RECORD SET »

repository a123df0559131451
//! Client domain model.
//!
//! # Responsibility
//! - Define the client record and its partial-update patch.
//!
//! # Invariants
//! - `name` is never blank once stored.
//! - `total_value` is a finite, non-negative amount.

use super::{require_amount, require_text, EntityId, EntityKind, ValidationError};
use chrono::NaiveDate;
use serde::{Deserialize, Serialize};

/// Tag attached to clients synthesized from a converted lead.
pub const LEAD_CONVERTED_TAG: &str = "convertido-lead";

/// Relationship state of a client account.
#[derive(Debug, Clone, Copy, PartialEq, Eq, Hash, Serialize, Deserialize)]
pub enum ClientStatus {
    #[serde(rename = "ativo")]
    Active,
    #[serde(rename = "inativo")]
    Inactive,
    #[serde(rename = "prospecto")]
    Prospect,
}

/// Postal address of a client.
#[derive(Debug, Clone, PartialEq, Eq, Serialize, Deserialize)]
pub struct Address {
    #[serde(rename = "rua")]
    pub street: String,
    #[serde(rename = "cidade")]
    pub city: String,
    #[serde(rename = "estado")]
    pub state: String,
    #[serde(rename = "cep")]
    pub postal_code: String,
}

/// Canonical client record.
#[derive(Debug, Clone, PartialEq, Serialize, Deserialize)]
pub struct Client {
    /// Empty until the store assigns one on add.
    #[serde(default)]
    pub id: EntityId,
    #[serde(rename = "nome")]
    pub name: String,
    pub email: String,
    #[serde(rename = "telefone")]
    pub phone: String,
    #[serde(rename = "empresa")]
    pub company: String,
    #[serde(rename = "cargo", default, skip_serializing_if = "Option::is_none")]
    pub job_title: Option<String>,
    #[serde(rename = "endereco", default, skip_serializing_if = "Option::is_none")]
    pub address: Option<Address>,
    pub status: ClientStatus,
    /// Running total of business closed with this client.
    #[serde(rename = "valorTotal")]
    pub total_value: f64,
    #[serde(rename = "dataUltimoContato")]
    pub last_contact_date: NaiveDate,
    #[serde(rename = "dataCadastro")]
    pub registered_on: NaiveDate,
    /// Free-text acquisition channel.
    #[serde(rename = "origem")]
    pub source: String,
    #[serde(default)]
    pub tags: Vec<String>,
    #[serde(rename = "observacoes", default, skip_serializing_if = "Option::is_none")]
    pub notes: Option<String>,
}

impl Client {
    /// Creates an unsaved client registered and contacted on `today`.
    pub fn new(
        name: impl Into<String>,
        email: impl Into<String>,
        company: impl Into<String>,
        today: NaiveDate,
    ) -> Self {
        Self {
            id: EntityId::new(),
            name: name.into(),
            email: email.into(),
            phone: String::new(),
            company: company.into(),
            job_title: None,
            address: None,
            status: ClientStatus::Prospect,
            total_value: 0.0,
            last_contact_date: today,
            registered_on: today,
            source: String::new(),
            tags: Vec::new(),
            notes: None,
        }
    }

    pub fn validate(&self) -> Result<(), ValidationError> {
        require_text(EntityKind::Client, "nome", &self.name)?;
        require_amount(EntityKind::Client, "valorTotal", self.total_value)?;
        Ok(())
    }

    pub fn has_tag(&self, tag: &str) -> bool {
        self.tags.iter().any(|value| value == tag)
    }
}

/// Partial update for a client. Present fields overwrite, absent ones are kept;
/// `null` clears an optional field.
#[derive(Debug, Clone, Default, PartialEq, Serialize, Deserialize)]
#[serde(default)]
pub struct ClientPatch {
    #[serde(rename = "nome")]
    pub name: Option<String>,
    pub email: Option<String>,
    #[serde(rename = "telefone")]
    pub phone: Option<String>,
    #[serde(rename = "empresa")]
    pub company: Option<String>,
    #[serde(
        rename = "cargo",
        default,
        with = "::serde_with::rust::double_option"
    )]
    pub job_title: Option<Option<String>>,
    #[serde(
        rename = "endereco",
        default,
        with = "::serde_with::rust::double_option"
    )]
    pub address: Option<Option<Address>>,
    pub status: Option<ClientStatus>,
    #[serde(rename = "valorTotal")]
    pub total_value: Option<f64>,
    #[serde(rename = "dataUltimoContato")]
    pub last_contact_date: Option<NaiveDate>,
    #[serde(rename = "dataCadastro")]
    pub registered_on: Option<NaiveDate>,
    #[serde(rename = "origem")]
    pub source: Option<String>,
    pub tags: Option<Vec<String>>,
    #[serde(
        rename = "observacoes",
        default,
        with = "::serde_with::rust::double_option"
    )]
    pub notes: Option<Option<String>>,
}

impl ClientPatch {
    pub fn apply_to(self, client: &mut Client) {
        if let Some(value) = self.name {
            client.name = value;
        }
        if let Some(value) = self.email {
            client.email = value;
        }
        if let Some(value) = self.phone {
            client.phone = value;
        }
        if let Some(value) = self.company {
            client.company = value;
        }
        if let Some(value) = self.job_title {
            client.job_title = value;
        }
        if let Some(value) = self.address {
            client.address = value;
        }
        if let Some(value) = self.status {
            client.status = value;
        }
        if let Some(value) = self.total_value {
            client.total_value = value;
        }
        if let Some(value) = self.last_contact_date {
            client.last_contact_date = value;
        }
        if let Some(value) = self.registered_on {
            client.registered_on = value;
        }
        if let Some(value) = self.source {
            client.source = value;
        }
        if let Some(value) = self.tags {
            client.tags = value;
        }
        if let Some(value) = self.notes {
            client.notes = value;
        }
    }
}
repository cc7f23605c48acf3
pub mod args;
pub mod handlers;
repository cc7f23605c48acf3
pub mod format;
pub mod hijri;
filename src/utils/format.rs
/// Percent with no decimals, e.g. "67%". Halves round away from zero.
pub fn format_percent(percent: f64) -> String {
    format!("{}%", percent.round())
}

/// Check mark for a done item, hollow circle otherwise
pub fn tick(done: bool) -> &'static str {
    if done { "✓" } else { "○" }
}

/// Create a simple ASCII progress bar
pub fn progress_bar(filled: u32, total: u32, width: usize) -> String {
    if total == 0 {
        return "░".repeat(width);
    }
    let ratio = (filled as f64 / total as f64).min(1.0);
    let filled_count = (ratio * width as f64).round() as usize;
    let empty_count = width.saturating_sub(filled_count);
    format!("{}{}", "█".repeat(filled_count), "░".repeat(empty_count))
}

/// Progress bar for a 0–100 percentage
pub fn percent_bar(percent: f64, width: usize) -> String {
    progress_bar(percent.clamp(0.0, 100.0).round() as u32, 100, width)
}

#[cfg(test)]
mod tests {
    use super::*;

    #[test]
    fn bars_fill_proportionally() {
        assert_eq!(progress_bar(0, 0, 4), "░░░░");
        assert_eq!(progress_bar(1, 2, 4), "██░░");
        assert_eq!(progress_bar(9, 5, 5), "█████");
        assert_eq!(percent_bar(60.0, 5), "███░░");
        assert_eq!(percent_bar(-10.0, 3), "░░░");
    }

    #[test]
    fn percent_has_no_decimals() {
        assert_eq!(format_percent(66.666), "67%");
        assert_eq!(format_percent(100.0), "100%");
        assert_eq!(format_percent(62.5), "63%");
        assert_eq!(format_percent(0.0), "0%");
    }
}
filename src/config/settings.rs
use anyhow::{Context, Result};
use directories::ProjectDirs;
use serde::{Deserialize, Serialize};
use std::path::PathBuf;

use crate::models::Completion;

fn default_weekly_days() -> u32 {
    7
}
fn default_monthly_days() -> u32 {
    30
}
fn default_completion() -> Completion {
    Completion::Lenient
}

#[derive(Debug, Clone, Serialize, Deserialize)]
pub struct ReportConfig {
    #[serde(default = "default_weekly_days")]
    pub weekly_days: u32,
    #[serde(default = "default_monthly_days")]
    pub monthly_days: u32,
    /// Whether a "fully completed" day in reports also needs Quran reading.
    #[serde(default = "default_completion")]
    pub completion: Completion,
}

impl Default for ReportConfig {
    fn default() -> Self {
        Self {
            weekly_days: default_weekly_days(),
            monthly_days: default_monthly_days(),
            completion: default_completion(),
        }
    }
}

#[derive(Debug, Clone, Serialize, Deserialize, Default)]
pub struct StorageConfig {
    /// Overrides the database location inside the data directory.
    #[serde(default)]
    pub db_path: Option<PathBuf>,
}

#[derive(Debug, Clone, Serialize, Deserialize, Default)]
pub struct DisplayConfig {
    /// Days to add/subtract from the Hijri date for local moon sighting.
    #[serde(default)]
    pub hijri_offset: i32,
}

#[derive(Debug, Clone, Serialize, Deserialize, Default)]
pub struct AppConfig {
    #[serde(default)]
    pub report: ReportConfig,
    #[serde(default)]
    pub storage: StorageConfig,
    #[serde(default)]
    pub display: DisplayConfig,
}

impl AppConfig {
    fn project_dirs() -> Result<ProjectDirs> {
        ProjectDirs::from("", "", "imangrow")
            .context("Could not determine project directories")
    }

    pub fn config_path() -> Result<PathBuf> {
        let dirs = Self::project_dirs()?;
        Ok(dirs.config_dir().join("config.toml"))
    }

    pub fn data_dir() -> Result<PathBuf> {
        let dirs = Self::project_dirs()?;
        Ok(dirs.data_dir().to_path_buf())
    }

    pub fn db_path(&self) -> Result<PathBuf> {
        match &self.storage.db_path {
            Some(path) => Ok(path.clone()),
            None => Ok(Self::data_dir()?.join("imangrow.db")),
        }
    }

    pub fn load() -> Result<Self> {
        let path = Self::config_path()?;
        if !path.exists() {
            log::debug!("no config at {:?}, using defaults", path);
            return Ok(Self::default());
        }
        Self::load_from(&path)
    }

    pub fn load_from(path: &std::path::Path) -> Result<Self> {
        let content =
            std::fs::read_to_string(path).with_context(|| format!("Reading {:?}", path))?;
        Self::parse(&content)
    }

    pub fn parse(content: &str) -> Result<Self> {
        toml::from_str(content).context("Parsing config.toml")
    }

    pub fn ensure_db_dir(&self) -> Result<()> {
        let path = self.db_path()?;
        if let Some(parent) = path.parent() {
            std::fs::create_dir_all(parent)
                .with_context(|| format!("Creating {:?}", parent))?;
        }
        Ok(())
    }
}
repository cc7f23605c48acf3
mod cli;

use anyhow::{Context, Result};
use clap::Parser;

use cli::args::{Cli, Commands};
use cli::handlers;
use imangrow::config::AppConfig;
use imangrow::db::{MetaRepo, SqliteStore};
use imangrow::models::date_key;

fn main() -> Result<()> {
    env_logger::init();

    let cli = Cli::parse();
    let config = AppConfig::load().context("Loading config")?;

    config.ensure_db_dir()?;
    let db_path = config.db_path()?;
    let store = SqliteStore::open(&db_path)
        .with_context(|| format!("Opening database at {:?}", db_path))?;

    match cli.command.unwrap_or(Commands::Today) {
        Commands::Today => handlers::handle_today(&store, &config)?,
        Commands::Mark { prayer, undo, date } => {
            handlers::handle_mark(&store, &prayer, undo, date)?;
        }
        Commands::Quran { page, undo, date } => {
            handlers::handle_quran(&store, page, undo, date)?;
        }
        Commands::Zikr { add, set, date } => {
            handlers::handle_zikr(&store, add, set, date)?;
        }
        Commands::Streak => handlers::handle_streak(&store)?,
        Commands::Breakdown { month, week } => {
            handlers::handle_breakdown(&store, month, week)?;
        }
        Commands::Stats { days, strict } => handlers::handle_stats(&store, days, strict)?,
        Commands::Report => handlers::handle_report(&store, &config)?,
        Commands::Insight => handlers::handle_insight(&store)?,
        Commands::Export => handlers::handle_export(&store)?,
        Commands::Import { file } => {
            handlers::handle_import(&store, &file)?;
            let today = date_key(chrono::Local::now().date_naive());
            MetaRepo::set(store.connection(), "last_import", &today)?;
        }
    }

    Ok(())
}
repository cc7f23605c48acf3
use serde::Serialize;

use crate::models::{History, PrayerType};

/// What improved between the two most recent tracked days.
#[derive(Debug, Clone, Copy, PartialEq, Eq, Serialize)]
#[serde(rename_all = "snake_case")]
pub enum Improvement {
    Prayer(PrayerType),
    QuranRecitation,
    ZikrConsistency,
}

impl Improvement {
    pub fn label(&self) -> &'static str {
        match self {
            Improvement::Prayer(p) => p.label(),
            Improvement::QuranRecitation => "your Quran recitation",
            Improvement::ZikrConsistency => "your Zikr consistency",
        }
    }
}

#[derive(Debug, Clone, Copy, PartialEq, Eq, Serialize)]
#[serde(rename_all = "snake_case")]
pub enum Insight {
    /// Fewer than two days with a well-formed date key.
    InsufficientData,
    NoImprovement,
    Improved(Improvement),
}

impl Insight {
    /// Name of the improved activity; empty unless something improved.
    pub fn label(&self) -> &'static str {
        match self {
            Insight::Improved(improvement) => improvement.label(),
            _ => "",
        }
    }

    pub fn message(&self) -> String {
        match self {
            Insight::InsufficientData => {
                "Track more days to unlock personalized insights.".to_string()
            }
            Insight::NoImprovement => {
                "Stay consistent, even small steps bring you closer.".to_string()
            }
            Insight::Improved(improvement) => {
                format!("You're improving in {}! Keep it up.", improvement.label())
            }
        }
    }
}

impl std::fmt::Display for Insight {
    fn fmt(&self, f: &mut std::fmt::Formatter<'_>) -> std::fmt::Result {
        write!(f, "{}", self.message())
    }
}

/// Compare the latest tracked day against the one before it.
///
/// Checks run in a fixed order: the five prayers (newly prayed), then a
/// higher Quran page, then a higher zikr count. The LAST check that matches
/// is reported, so a Quran or zikr increase overrides any prayer match.
pub fn detect_insight(history: &History) -> Insight {
    let sorted = history.chronological();
    let [.., (_, previous), (latest_date, latest)] = sorted.as_slice() else {
        return Insight::InsufficientData;
    };

    let mut improvement = None;
    for prayer in PrayerType::all() {
        if !previous.prayer(prayer) && latest.prayer(prayer) {
            improvement = Some(Improvement::Prayer(prayer));
        }
    }
    if latest.quran_page > previous.quran_page {
        improvement = Some(Improvement::QuranRecitation);
    }
    if latest.zikr > previous.zikr {
        improvement = Some(Improvement::ZikrConsistency);
    }

    log::debug!("insight for {}: {:?}", latest_date, improvement);
    improvement.map_or(Insight::NoImprovement, Insight::Improved)
}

EXERCISE OBJECTIVE » Line count for the word "undo": tally the lines of the records above that hold it and give only that figure.

TASK OUTPUT » 4